At the Kenyatta Avenue roundabout, he was flagged down by a traffic police officer—odd for traffic police to be on duty at this hour of the night in Nakuru. Seldom would you spot one after seven o’clock, 7:30 p.m. if you’re that lucky.

Afande, is there a problem?” the cop asked.

“Nay, just routine check,” Richard answered. Well, that was true. Richard was known to prowl the streets at night, checking whether those on night patrols were actually doing their work and not up to some mischief.

“But you’re supposed to be home. This is not your work. You should leave the streets to us.”

“It doesn’t cost a thing to lose a few hours’ sleep to check on how you guys are doing,” Richard told his junior officer. He liked the constable’s confidence.

“Exactly,” the policeman said. “That’s why we want you to get a message to your colleagues, those whom you’ve rallied and think like you. You are interfering with us, and that must stop.”

“It was you …” realisation was like wavelets of a coming storm on a calm sea on Richard.

“Yes,” the policeman replied, pulling the trigger of a concealed pistol.

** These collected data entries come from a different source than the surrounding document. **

impl<H: Heap> RegionRegistry<H> {
    /// Build the registry and the system region
    ///
    /// # Arguments
    ///
    /// * `config` - Heap sizes and published features
    /// * `host` - Page provider for every region
    /// * `registrar` - Device glue the endpoints are published through
    ///
    /// # Returns
    ///
    /// * `Err(MemError::InvalidArgument)` - A configured size is zero
    /// * `Err(MemError::OutOfMemory)` - The system heap could not be created
    pub fn new(
        config: MemConfig,
        host: Arc<dyn HostMemory>,
        registrar: Box<dyn EndpointRegistrar>,
    ) -> Result<Self, MemError> {
        config.validate()?;

        let system = MemoryRegion::create(
            host.clone(),
            "system heap",
            config.system_heap_size,
            RegionCaps::stats_only(),
            None,
        )?;

        Ok(Self {
            config,
            host,
            registrar,
            system: Arc::new(system),
            shared: None,
            private: spin::Mutex::new(BTreeMap::new()),
            info: None,
            published: spin::Once::new(),
            stage: None,
        })
    }

    /// Run the startup sequence
    ///
    /// On failure every completed step has been undone and the registry is
    /// back where it was before the call.
    pub fn start(&mut self) -> Result<(), MemError> {
        if self.stage.is_some() {
            return Err(MemError::InvalidArgument);
        }

        for stage in StartupStage::SEQUENCE {
            if let Err(err) = self.run(stage) {
                log::error!("memdev: startup failed at {:?}: {}", stage, err);
                self.unwind();
                return Err(err);
            }
            self.stage = Some(stage);
        }

        if let Some(info) = self.info {
            self.published.call_once(|| info);
        }
        log::info!(
            "memdev: started, shared heap {} KiB, system heap {} KiB",
            self.config.shared_heap_size / 1024,
            self.config.system_heap_size / 1024
        );
        Ok(())
    }

    /// Undo every completed startup step, newest first
    ///
    /// Does nothing when startup never ran. Views still mapping the shared
    /// region keep it alive until they close.
    pub fn shutdown(&mut self) {
        if self.stage.is_none() {
            return;
        }
        self.published = spin::Once::new();
        self.unwind();
        log::info!("memdev: stopped");
    }

    fn run(&mut self, stage: StartupStage) -> Result<(), MemError> {
        match stage {
            StartupStage::SharedRegion => {
                let shared = MemoryRegion::create(
                    self.host.clone(),
                    "shared heap",
                    self.config.shared_heap_size,
                    RegionCaps::mappable(),
                    None,
                )?;
                self.shared = Some(Arc::new(shared));
            }
            StartupStage::InfoPage => {
                let shared = self.shared.as_ref().ok_or(MemError::NoSuchDevice)?;
                let ptr = shared
                    .allocate(size_of::<InfoRecord>())
                    .map_err(|_| MemError::OutOfMemory)?;
                let base = shared.base_address().ok_or(MemError::NoSuchDevice)?;
                // SAFETY: fresh allocation from the shared heap, which lives
                // until the page is freed in `undo`
                self.info = Some(unsafe { SharedInfoPage::populate(ptr, base, self.config.features) });
            }
            StartupStage::PrivateEndpoint
            | StartupStage::SharedEndpoint
            | StartupStage::SystemEndpoint => {
                if let Some(endpoint) = stage.endpoint() {
                    self.registrar.register(endpoint)?;
                    log::debug!("memdev: {} registered", endpoint);
                }
            }
        }
        Ok(())
    }

    fn unwind(&mut self) {
        while let Some(stage) = self.stage {
            self.undo(stage);
            self.stage = stage.previous();
        }
    }

    fn undo(&mut self, stage: StartupStage) {
        match stage {
            StartupStage::SharedRegion => {
                if let Some(shared) = self.shared.take() {
                    shared.release_reference();
                }
            }
            StartupStage::InfoPage => {
                if let (Some(info), Some(shared)) = (self.info.take(), self.shared.as_ref()) {
                    // SAFETY: the page came from this heap and is no longer
                    // published
                    if let Err(err) = unsafe { shared.free(info.as_ptr()) } {
                        log::warn!("memdev: info page release failed: {}", err);
                    }
                }
            }
            StartupStage::PrivateEndpoint
            | StartupStage::SharedEndpoint
            | StartupStage::SystemEndpoint => {
                if let Some(endpoint) = stage.endpoint() {
                    self.registrar.unregister(endpoint);
                    log::debug!("memdev: {} unregistered", endpoint);
                }
            }
        }
    }

    fn is_registered(&self, endpoint: Endpoint) -> bool {
        self.stage.map_or(false, |s| s >= StartupStage::of(endpoint))
    }

    /// Open `endpoint` on behalf of `process`
    ///
    /// The system endpoint is read-only.
    pub fn open_session(
        &self,
        endpoint: Endpoint,
        process: Option<ProcessId>,
        flags: OpenFlags,
    ) -> Result<Session, MemError> {
        if !self.is_registered(endpoint) {
            return Err(MemError::NoSuchDevice);
        }
        if endpoint == Endpoint::System && flags.contains(OpenFlags::WRITE) {
            return Err(MemError::PermissionDenied);
        }
        Ok(Session {
            endpoint,
            process,
            flags,
        })
    }

    /// The region a session addresses
    pub fn resolve(&self, session: &Session) -> Result<Arc<MemoryRegion<H>>, MemError> {
        match session.endpoint {
            Endpoint::Private => {
                let pid = session.process.ok_or(MemError::NoSuchDevice)?;
                self.private_region(pid).ok_or(MemError::NoSuchDevice)
            }
            Endpoint::Shared => self.shared.clone().ok_or(MemError::NoSuchDevice),
            Endpoint::System => Ok(self.system.clone()),
        }
    }

    /// Map the session's region into `vma`
    pub fn open_mapping(&self, session: &Session, vma: &mut VmArea) -> Result<Mapping<H>, MemError> {
        let region = self.resolve(session)?;
        Mapping::open(&region, vma)
    }

    /// Serve a control request on the session's region
    pub fn control(&self, session: &Session, code: u32) -> Result<RegionStat, MemError> {
        let region = self.resolve(session)?;
        mapping::control(&region, code)
    }

    /// Placement hint for the session's region on hosts without an MMU
    pub fn unmapped_area(&self, session: &Session, pgoff: usize) -> Result<usize, MemError> {
        let region = self.resolve(session)?;
        mapping::unmapped_area(&region, pgoff)
    }

    /// Give `pid` its private region
    ///
    /// `release` runs once the region is finally destroyed, which may be
    /// after `detach_process` if views are still open.
    ///
    /// # Returns
    ///
    /// * `Err(MemError::InvalidArgument)` - The process is already attached
    /// * `Err(MemError::OutOfMemory)` - The region could not be created
    pub fn attach_process(
        &self,
        pid: ProcessId,
        release: Option<ReleaseFn>,
    ) -> Result<Arc<MemoryRegion<H>>, MemError> {
        if self.private.lock().contains_key(&pid) {
            return Err(MemError::InvalidArgument);
        }

        // created outside the map lock, the host may block
        let region = Arc::new(MemoryRegion::create(
            self.host.clone(),
            "private heap",
            self.config.private_heap_size,
            RegionCaps::mappable(),
            release,
        )?);

        let mut private = self.private.lock();
        if private.contains_key(&pid) {
            drop(private);
            region.release_reference();
            return Err(MemError::InvalidArgument);
        }
        private.insert(pid, region.clone());
        log::debug!("memdev: process {} attached", pid.0);
        Ok(region)
    }

    pub fn create_private_region(&self, pid: ProcessId) -> Result<Arc<MemoryRegion<H>>, MemError> {
        self.attach_process(pid, None)
    }

    /// Drop the registry's hold on `pid`'s private region
    ///
    /// Returns whether the region was destroyed right away.
    pub fn detach_process(&self, pid: ProcessId) -> Result<bool, MemError> {
        let region = self.private.lock().remove(&pid).ok_or(MemError::NoSuchDevice)?;
        log::debug!("memdev: process {} detached", pid.0);
        Ok(region.release_reference())
    }

    /// Drop the registry's hold on a private region
    ///
    /// Only private regions can be destroyed this way; the shared and system
    /// regions follow the registry lifecycle.
    pub fn destroy_region(&self, region: &Arc<MemoryRegion<H>>) -> Result<bool, MemError> {
        let pid = self
            .private
            .lock()
            .iter()
            .find(|(_, r)| Arc::ptr_eq(r, region))
            .map(|(pid, _)| *pid)
            .ok_or(MemError::InvalidArgument)?;
        self.detach_process(pid)
    }

    pub fn private_region(&self, pid: ProcessId) -> Option<Arc<MemoryRegion<H>>> {
        self.private.lock().get(&pid).cloned()
    }

    pub fn attached_processes(&self) -> usize {
        self.private.lock().len()
    }

    pub fn shared_region(&self) -> Option<&Arc<MemoryRegion<H>>> {
        self.shared.as_ref()
    }

    pub fn system_region(&self) -> &Arc<MemoryRegion<H>> {
        &self.system
    }

    /// The shared info page, once startup has completed
    pub fn info_page(&self) -> Option<&SharedInfoPage> {
        self.published.get()
    }

    pub fn stage(&self) -> Option<StartupStage> {
        self.stage
    }

    pub fn is_started(&self) -> bool {
        self.stage == Some(StartupStage::SystemEndpoint)
    }

    pub fn config(&self) -> &MemConfig {
        &self.config
    }
}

The nine millimetre fired at point blank range. “You should have stayed where you belong. Get your fat pay slip and enjoy privileges that befit you; leave the streets we prowl to us. You were getting too close to us and made the connection that we are the most feared in Nakuru of late. If only you could get us better pay …”

The traffic cop fired two more shots into Richard’s chest, then one headshot. He then turned and fired in the air, a kind of police-gangster shoot-out scene.

Street families that frequented Kenyatta Avenue outside Shik Park Hotel, Shoppers Paradise, and Tuskys Supermarket ran for cover, and prostitutes who had not yet been picked ducked into the nearby clubs that were almost closing—thanks to Mututho Law.

“Officer down! Officer down!” the traffic policeman yelled on his radio as he fired in the air.